The flow of interaction capital can become both a core competitive advantage for the sustainability of an agile, innovative, and resilient firm, and a source of internal strength and cohesion. In a firm that’s rich in interaction capital, there emerges a culture of open communication and collaboration, idea sharing, feedback, and fully aligned cross-functional cocreation. Individuals can experience a psychic flow state (Csikszentmihalyi, Reference Csikszentmihalyi1990) of immersion in stimulating shared tasks where a sense of personal mastery can be enhanced by collective expertise. With a constant flow of information, whether it’s customer data, market insights, or internal innovation ideas, individuals refine their skills as they work with ever-evolving knowledge. The availability of knowledge combined with the freedom to experiment, iterate, and improve nurtures a fertile environment for individuals to engage ever more deeply in their tasks, thereby entering flow.

High levels of interaction capital also mean that individuals and teams are constantly receiving recognition and feedback, helping them to grow in their roles. Recognition and promotion are part of the broader interaction capital that an individual can accrue in a firm – interacting with others who have more experience to share, and with external suppliers and stakeholders who validate their work. A continuous cycle of challenge, feedback, and recognition supports people in stretching their own abilities, leading to personal flow and professional growth. There’s a feeling of fulfilment in current tasks and a potential pathway for advancement to greater degrees of mastery in the future.

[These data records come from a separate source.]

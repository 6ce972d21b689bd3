//! Price record rows.

use chrono::NaiveDate;
use serde::{Deserialize, Serialize};
use sqlx::FromRow;
use bento_core::pricing::PriceSpan;
use bento_core::types::{DbId, Money, Timestamp};
use validator::Validate;

/// A row from the `price_records` table.
#[derive(Debug, Clone, FromRow, Serialize)]
pub struct PriceRecord {
    pub id: DbId,
    pub menu_item_id: DbId,
    pub price: Money,
    pub start_date: NaiveDate,
    pub end_date: Option<NaiveDate>,
    pub created_at: Timestamp,
    pub updated_at: Timestamp,
}

impl PriceRecord {
    pub fn span(&self) -> PriceSpan {
        PriceSpan {
            id: self.id,
            start_date: self.start_date,
            end_date: self.end_date,
        }
    }
}

/// DTO for creating or replacing a price record's fields.
#[derive(Debug, Clone, Deserialize, Validate)]
pub struct PriceRecordInput {
    #[validate(range(min = 0))]
    pub price: Money,
    pub start_date: NaiveDate,
    pub end_date: Option<NaiveDate>,
}
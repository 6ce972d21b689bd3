//! Repository layer.
//!
//! Each repository is a zero-sized struct providing async query methods.
//! Methods that participate in multi-step writes accept any
//! [`sqlx::PgExecutor`], so callers pass `&pool` or `&mut *tx`.

pub mod audit_repo;
pub mod auto_order_run_repo;
pub mod calendar_repo;
pub mod menu_item_repo;
pub mod order_repo;
pub mod price_record_repo;
pub mod report_repo;
pub mod settings_repo;
pub mod template_repo;
pub mod user_repo;
pub mod weekday_default_repo;

pub use audit_repo::AuditLogRepo;
pub use auto_order_run_repo::AutoOrderRunRepo;
pub use calendar_repo::CalendarRepo;
pub use menu_item_repo::MenuItemRepo;
pub use order_repo::OrderRepo;
pub use price_record_repo::PriceRecordRepo;
pub use report_repo::ReportRepo;
pub use settings_repo::SettingsRepo;
pub use template_repo::TemplateRepo;
pub use user_repo::UserRepo;
pub use weekday_default_repo::WeekdayDefaultRepo;
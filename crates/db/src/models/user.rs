//! User rows. Accounts are provisioned by the identity provider; this service
//! reads them and flips `is_active` once a `left_date` has passed.

use chrono::NaiveDate;
use serde::{Deserialize, Serialize};
use sqlx::FromRow;
use bento_core::types::{DbId, Timestamp};

/// A row from the `users` table.
#[derive(Debug, Clone, FromRow, Serialize)]
pub struct User {
    pub id: DbId,
    pub name: String,
    pub email: String,
    pub role: String,
    pub is_active: bool,
    pub left_date: Option<NaiveDate>,
    pub auto_order_enabled: bool,
    pub created_at: Timestamp,
    pub updated_at: Timestamp,
}

impl User {
    /// Active and not past a recorded leaving date.
    pub fn can_receive_orders(&self, today: NaiveDate) -> bool {
        self.is_active && self.left_date.map_or(true, |left| left >= today)
    }
}

/// DTO for provisioning a user (seeding and tests).
#[derive(Debug, Clone, Deserialize)]
pub struct CreateUser {
    pub name: String,
    pub email: String,
    pub role: Option<String>,
    pub left_date: Option<NaiveDate>,
    #[serde(default)]
    pub auto_order_enabled: bool,
}
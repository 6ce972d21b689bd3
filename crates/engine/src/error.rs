use bento_core::error::CoreError;

/// Error type for engine operations.
///
/// Domain rule violations travel as [`CoreError`]; anything the database
/// reports that is not a known constraint stays a [`sqlx::Error`].
#[derive(Debug, thiserror::Error)]
pub enum EngineError {
    #[error(transparent)]
    Core(#[from] CoreError),

    #[error("Database error: {0}")]
    Database(#[from] sqlx::Error),
}

pub type EngineResult<T> = Result<T, EngineError>;

impl EngineError {
    /// True for `DuplicateOrder` and other conflicts.
    pub fn is_conflict(&self) -> bool {
        matches!(self, Self::Core(CoreError::Conflict(_)))
    }
}

/// Translate a unique violation on a known constraint into a domain error.
///
/// `classify` receives the constraint name and returns the domain error to
/// raise, or `None` to keep the database error as is.
pub(crate) fn map_unique(
    err: sqlx::Error,
    classify: impl FnOnce(&str) -> Option<CoreError>,
) -> EngineError {
    let mapped = bento_db::unique_violation(&err).and_then(classify);
    match mapped {
        Some(core) => EngineError::Core(core),
        None => EngineError::Database(err),
    }
}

Flow states can become norms within a firm’s culture. Teams regularly enter collective flow during collaborative problem-solving sessions, creative workshops, and intensive project sprints. Collective engagement boosts overall performance and drives the organization forward, as individuals and teams push the boundaries of what’s possible through interactions that are fluid, free, and rich. There’s a culture of continuous improvement where personal goals are fully aligned with organizational success.

Is There Any Role for Managers?

Traditional management uses power and control in an attempt to constrain uncertainty and limit outcomes to a narrow range of preferred probabilities. Traditional management has operated in a way to limit the freedom of interaction and, often, to block the emergence of rich and free-flowing states.

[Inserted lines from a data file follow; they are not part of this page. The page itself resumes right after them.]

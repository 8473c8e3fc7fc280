//! Error types for beacon decoding and image loading.

use thiserror::Error;

/// Reasons a matched advertisement does not yield a reading.
///
/// None of these abort a wake cycle: the record is dropped and the sensor
/// is treated as absent.
#[derive(Debug, Clone, PartialEq, Error)]
pub enum DecodeError {
    /// Payload has the beacon shape but carries an identifier we don't know.
    #[error("unknown device identifier {}", hex(.identifier))]
    UnknownDevice {
        /// The 16-byte beacon identifier as received.
        identifier: [u8; 16],
    },

    /// Decoded values are outside physical bounds.
    #[error("implausible reading: {temperature_f} F, gravity {specific_gravity}")]
    ImplausibleReading {
        /// Scaled temperature in degrees Fahrenheit.
        temperature_f: f64,
        /// Scaled specific gravity.
        specific_gravity: f64,
    },

    /// Payload length or shape does not match the fixed beacon layout.
    #[error("malformed payload ({len} bytes)")]
    MalformedPayload {
        /// Length of the offending payload.
        len: usize,
    },
}

impl DecodeError {
    /// Creates an unknown device error.
    #[must_use]
    pub const fn unknown_device(identifier: [u8; 16]) -> Self {
        Self::UnknownDevice { identifier }
    }

    /// Creates an implausible reading error.
    #[must_use]
    pub const fn implausible(temperature_f: f64, specific_gravity: f64) -> Self {
        Self::ImplausibleReading {
            temperature_f,
            specific_gravity,
        }
    }

    /// Creates a malformed payload error.
    #[must_use]
    pub const fn malformed(len: usize) -> Self {
        Self::MalformedPayload { len }
    }
}

/// Errors loading the panel image.
#[derive(Debug, Error)]
pub enum ImageError {
    #[error("io error: {0}")]
    Io(#[from] std::io::Error),

    #[error("png decoding failed: {0}")]
    Png(#[from] png::DecodingError),

    #[error("unsupported image format: {0}")]
    Unsupported(String),
}

fn hex(bytes: &[u8]) -> String {
    bytes.iter().map(|b| format!("{:02x}", b)).collect()
}

#[cfg(test)]
mod tests {
    use super::*;

    #[test]
    fn unknown_device_shows_identifier() {
        let mut identifier = [0u8; 16];
        identifier[0] = 0xa4;
        identifier[15] = 0xde;
        let err = DecodeError::unknown_device(identifier);
        let text = err.to_string();
        assert!(text.contains("unknown device"));
        assert!(text.ends_with("a40000000000000000000000000000de"));
    }

    #[test]
    fn implausible_reading_message() {
        let err = DecodeError::implausible(200.0, 1.05);
        assert!(err.to_string().contains("implausible reading"));
        assert!(err.to_string().contains("200"));
    }

    #[test]
    fn malformed_payload_message() {
        let err = DecodeError::malformed(7);
        assert!(err.to_string().contains("malformed payload"));
        assert!(err.to_string().contains('7'));
    }

    #[test]
    fn unsupported_image_message() {
        let err = ImageError::Unsupported("16-bit samples".into());
        assert!(err.to_string().contains("16-bit samples"));
    }
}
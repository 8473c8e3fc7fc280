pub mod decoder;
pub mod filter;
pub mod format;
pub mod scanner;

pub use decoder::{SmoothingWindow, TiltDecoder};
pub use filter::filter;
pub use format::BeaconFormat;
pub use scanner::scan_advertisements;
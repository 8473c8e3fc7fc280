//! PNG images as pixel source for the panel.
//!
//! Every PNG colour type is accepted. Palette and low bit depth images are
//! expanded, 16-bit samples are stripped to 8 bits, and transparency is
//! composited over white, the colour of an unpainted panel.

use std::fs::File;
use std::io::{BufReader, Read};
use std::path::Path;

use png::{BitDepth, ColorType, Decoder, Transformations};

use crate::display::palette::Pixel;
use crate::error::ImageError;

/// A decoded RGB image
#[derive(Debug, Clone, PartialEq, Eq)]
pub struct RgbImage {
    pub width: usize,
    pub height: usize,
    pub pixels: Vec<Pixel>,
}

/// Read a PNG image from disk
pub fn read_png(path: &Path) -> Result<RgbImage, ImageError> {
    let file = File::open(path)?;
    decode_png(BufReader::new(file))
}

/// Decode a PNG stream into row-major RGB pixels
pub fn decode_png<R: Read>(source: R) -> Result<RgbImage, ImageError> {
    let mut decoder = Decoder::new(source);
    decoder.set_transformations(Transformations::EXPAND | Transformations::STRIP_16);
    let mut reader = decoder.read_info()?;

    let mut buf = vec![0u8; reader.output_buffer_size()];
    let info = reader.next_frame(&mut buf)?;
    if info.bit_depth != BitDepth::Eight {
        return Err(ImageError::Unsupported(format!(
            "{:?} bit samples after expansion",
            info.bit_depth
        )));
    }

    let data = &buf[..info.buffer_size()];
    let pixels: Vec<Pixel> = match info.color_type {
        ColorType::Rgb => data
            .chunks_exact(3)
            .map(|c| Pixel::new(c[0], c[1], c[2]))
            .collect(),
        ColorType::Rgba => data
            .chunks_exact(4)
            .map(|c| over_white([c[0], c[1], c[2]], c[3]))
            .collect(),
        ColorType::Grayscale => data.iter().map(|&g| Pixel::new(g, g, g)).collect(),
        ColorType::GrayscaleAlpha => data
            .chunks_exact(2)
            .map(|c| over_white([c[0]; 3], c[1]))
            .collect(),
        ColorType::Indexed => {
            return Err(ImageError::Unsupported("unexpanded palette image".into()));
        }
    };

    let (width, height) = (info.width as usize, info.height as usize);
    if pixels.len() != width * height {
        return Err(ImageError::Unsupported(format!(
            "{} pixels decoded for a {}x{} image",
            pixels.len(),
            width,
            height
        )));
    }

    Ok(RgbImage {
        width,
        height,
        pixels,
    })
}

fn over_white(rgb: [u8; 3], alpha: u8) -> Pixel {
    let alpha = u16::from(alpha);
    let blend = |c: u8| ((u16::from(c) * alpha + 255 * (255 - alpha) + 127) / 255) as u8;
    Pixel::new(blend(rgb[0]), blend(rgb[1]), blend(rgb[2]))
}
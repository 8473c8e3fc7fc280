use log::{debug, error, info, warn};
use std::collections::HashMap;
use std::fs;
use std::future::Future;
use time::OffsetDateTime;
use tokio::sync::oneshot;

use tiltplate::bluetooth::scanner::scan_advertisements;
use tiltplate::bluetooth::{BeaconFormat, TiltDecoder};
use tiltplate::config::WakeConfig;
use tiltplate::display::{pack, read_png, FrameBuffer, Quantizer};
use tiltplate::models::{SensorReading, TiltColor};
use tiltplate::utils::{format_datetime, ink_counts, reading_labels};

/// Scan for hydrometers; any radio failure degrades to "no sensor data"
async fn collect_readings(config: &WakeConfig) -> HashMap<TiltColor, SensorReading> {
    let records = match scan_advertisements(config.scan_duration).await {
        Ok(records) => records,
        Err(e) => {
            error!("Scan failed: {}", e);
            return HashMap::new();
        }
    };

    let format = BeaconFormat::TILT.with_temperature_scale(config.temperature_scale);
    let mut decoder = TiltDecoder::with_format(format);
    decoder.decode_batch(&records)
}

/// Dither the beer image and write both planes for the display driver
fn render_frame(config: &WakeConfig) -> Result<FrameBuffer, Box<dyn std::error::Error>> {
    let image = read_png(&config.image_path)?;
    info!(
        "Rendering {} ({}x{})",
        config.image_path.display(),
        image.width,
        image.height
    );

    let report = Quantizer::default().dither(&image.pixels, image.width, image.height);
    let [r, g, b] = report.dropped_error();
    debug!("Dither error dropped at edges: r={:.1} g={:.1} b={:.1}", r, g, b);
    let frame = pack(report.grid());

    fs::create_dir_all(&config.output_dir)?;
    fs::write(config.output_dir.join("black.bin"), &frame.black)?;
    fs::write(config.output_dir.join("red.bin"), &frame.red)?;

    Ok(frame)
}

async fn wake_cycle(config: WakeConfig) -> Result<(), Box<dyn std::error::Error>> {
    let start_time = OffsetDateTime::now_utc();
    info!("Wake cycle started at: {}", format_datetime(&start_time));

    let frame = render_frame(&config)?;
    let (white, black, red) = ink_counts(&frame);
    info!(
        "Frame written to {}: {} white, {} black, {} red pixels",
        config.output_dir.display(),
        white,
        black,
        red
    );

    let readings = collect_readings(&config).await;

    let mut colors: Vec<_> = readings.keys().copied().collect();
    colors.sort();
    for color in colors {
        let reading = &readings[&color];
        let (plato, celsius) = reading_labels(reading);
        info!("Summary for {} Tilt:", color);
        info!("  Temperature: {:.1}F ({})", reading.temperature_f, celsius);
        info!(
            "  Specific gravity: {:.3} ({})",
            reading.specific_gravity, plato
        );
        info!("  Based on {} samples", reading.samples);
    }

    if readings.is_empty() {
        warn!("No hydrometer data collected during this wake cycle!");
    }

    Ok(())
}

/// Fire `tx` once `signal` resolves
///
/// If the signal listener itself fails the sender is held forever, so the
/// wake cycle runs to completion instead of looking interrupted.
async fn forward_interrupt<F>(signal: F, tx: oneshot::Sender<()>)
where
    F: Future<Output = std::io::Result<()>>,
{
    match signal.await {
        Ok(()) => {
            let _ = tx.send(());
        }
        Err(e) => {
            error!("Failed to listen for Ctrl+C: {}", e);
            std::future::pending::<()>().await;
            drop(tx);
        }
    }
}

#[tokio::main]
async fn main() -> Result<(), Box<dyn std::error::Error>> {
    // Initialize logging
    env_logger::Builder::from_default_env()
        .filter_level(log::LevelFilter::Info)
        .format_timestamp_secs()
        .init();

    // Load configuration
    let config = match WakeConfig::new() {
        Ok(config) => config,
        Err(e) => {
            error!("Failed to load configuration: {}", e);
            return Err(e);
        }
    };

    // Handle Ctrl+C gracefully
    let (tx, mut rx) = oneshot::channel();
    tokio::spawn(forward_interrupt(tokio::signal::ctrl_c(), tx));

    tokio::select! {
        result = wake_cycle(config) => {
            match result {
                Ok(_) => info!("Wake cycle completed successfully"),
                Err(e) => {
                    error!("Fatal error: {}", e);
                    return Err(e);
                }
            }
        }
        _ = &mut rx => {
            info!("Wake cycle interrupted by user. Exiting gracefully.");
        }
    }

    Ok(())
}

#[cfg(test)]
mod tests {
    use super::*;
    use std::time::Duration;

    #[tokio::test]
    async fn signal_interrupts_the_cycle() {
        let (tx, rx) = oneshot::channel();
        tokio::spawn(forward_interrupt(async { Ok::<(), std::io::Error>(()) }, tx));
        let outcome = tokio::time::timeout(Duration::from_secs(1), rx).await;
        assert!(matches!(outcome, Ok(Ok(()))));
    }

    #[tokio::test]
    async fn failed_listener_does_not_interrupt() {
        let (tx, rx) = oneshot::channel();
        tokio::spawn(forward_interrupt(
            async { Err::<(), _>(std::io::Error::other("no signal handler")) },
            tx,
        ));
        // A dropped sender would resolve `rx` with an error right away
        let outcome = tokio::time::timeout(Duration::from_millis(100), rx).await;
        assert!(outcome.is_err());
    }
}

One choice open to firms is no management – a complete abandonment of traditional ways. This is the philosophy of self-management at The Morning Star Company and so-called liberated firms like Favi. They are liberating themselves from management. When Morning Star founder Christopher Rufo established the two principles of no coercion and voluntary keeping of commitments, he eradicated any role for management, which coerces with top-down decision-making and specifies behavioral norms. The innovation of no layers, no titles, no fixed processes or methods, no departments, no functional boundaries and horizontal rather than vertical form is nonmanagement.

Complex adaptive systems theory would support the nonmanagement approach. Emergence of new patterns results from unpredictable nonlinear system behavior. It can’t be managed.

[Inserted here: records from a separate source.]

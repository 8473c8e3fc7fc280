use log::{info, warn};
use std::env;
use std::path::PathBuf;
use std::time::Duration;

const DEFAULT_SCAN_SECONDS: u64 = 15;
// Tilt firmware reports whole degrees Fahrenheit
const DEFAULT_TEMPERATURE_SCALE: f64 = 1.0;

#[derive(Debug, Clone)]
pub struct WakeConfig {
    pub scan_duration: Duration,
    pub image_path: PathBuf,
    pub output_dir: PathBuf,
    pub temperature_scale: f64,
}

impl WakeConfig {
    pub fn new() -> Result<Self, Box<dyn std::error::Error>> {
        // Load environment variables
        dotenv::dotenv().ok();
        Self::from_lookup(|key| env::var(key).ok())
    }

    /// Build the configuration from an arbitrary variable source
    pub fn from_lookup<F>(lookup: F) -> Result<Self, Box<dyn std::error::Error>>
    where
        F: Fn(&str) -> Option<String>,
    {
        let image_path = lookup("TILTPLATE_IMAGE")
            .map(PathBuf::from)
            .ok_or("TILTPLATE_IMAGE environment variable not set")?;

        let scan_seconds = match lookup("TILTPLATE_SCAN_SECONDS") {
            Some(value) => value
                .trim()
                .parse::<u64>()
                .map_err(|e| format!("Invalid TILTPLATE_SCAN_SECONDS '{}': {}", value, e))?,
            None => DEFAULT_SCAN_SECONDS,
        };
        if scan_seconds == 0 {
            warn!("TILTPLATE_SCAN_SECONDS is 0, no hydrometer data will be collected");
        }

        let temperature_scale = match lookup("TILTPLATE_TEMPERATURE_SCALE") {
            Some(value) => {
                let scale = value.trim().parse::<f64>().map_err(|e| {
                    format!("Invalid TILTPLATE_TEMPERATURE_SCALE '{}': {}", value, e)
                })?;
                if !(scale.is_finite() && scale > 0.0) {
                    return Err(format!(
                        "TILTPLATE_TEMPERATURE_SCALE must be positive, got {}",
                        scale
                    )
                    .into());
                }
                scale
            }
            None => DEFAULT_TEMPERATURE_SCALE,
        };

        let output_dir = lookup("TILTPLATE_OUTPUT_DIR")
            .map(PathBuf::from)
            .unwrap_or_else(|| PathBuf::from("."));

        info!(
            "Config: image={}, output={}, scan={}s, temperature scale={}",
            image_path.display(),
            output_dir.display(),
            scan_seconds,
            temperature_scale
        );

        Ok(WakeConfig {
            scan_duration: Duration::from_secs(scan_seconds),
            image_path,
            output_dir,
            temperature_scale,
        })
    }
}
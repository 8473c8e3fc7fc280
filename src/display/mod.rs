pub mod dither;
pub mod frame;
pub mod image;
pub mod palette;

pub use dither::{quantize, DitherReport, QuantizedGrid, Quantizer};
pub use frame::{pack, FrameBuffer};
pub use palette::{ColorMetric, Palette, PaletteIndex, Pixel};
pub use image::{decode_png, read_png, RgbImage};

If we think at the level of the ecosystem, this completely hands-off approach leads to the best outcomes. In the ecosystem of automobile transportation, for example, the emergent outcome over 130 years has brought us the experience of 200 mph supercars, ultra-efficient small cars, long-lasting everyday sedans, electric vehicles, and multiuse pickup trucks. During that time, many individual manufacturing firms have gone out of business, which was part of the system evolving freely over time so that trapped assets could be put to greater use.

If we think at the level of the subsystem, such as the firm, and if waiting for emergence in a completely hands-off mode is not the favored choice, what is to be done in the absence of management? The answer lies in freeing and facilitating.

Freeing and Facilitating

There is a role at the firm level for entrepreneurial action that accelerates flow and facilitates value creation.

Identify and Monitor the Ecosystem

A firm is a contributor to a bigger ecosystem, and, reciprocally, the ecosystem is the location for both unmet customer needs and new technological developments. A firm in free-flowing cohesion mode will identify the relevant ecosystem precisely and monitor the trends and changes that open up new opportunities in the form of a potential future.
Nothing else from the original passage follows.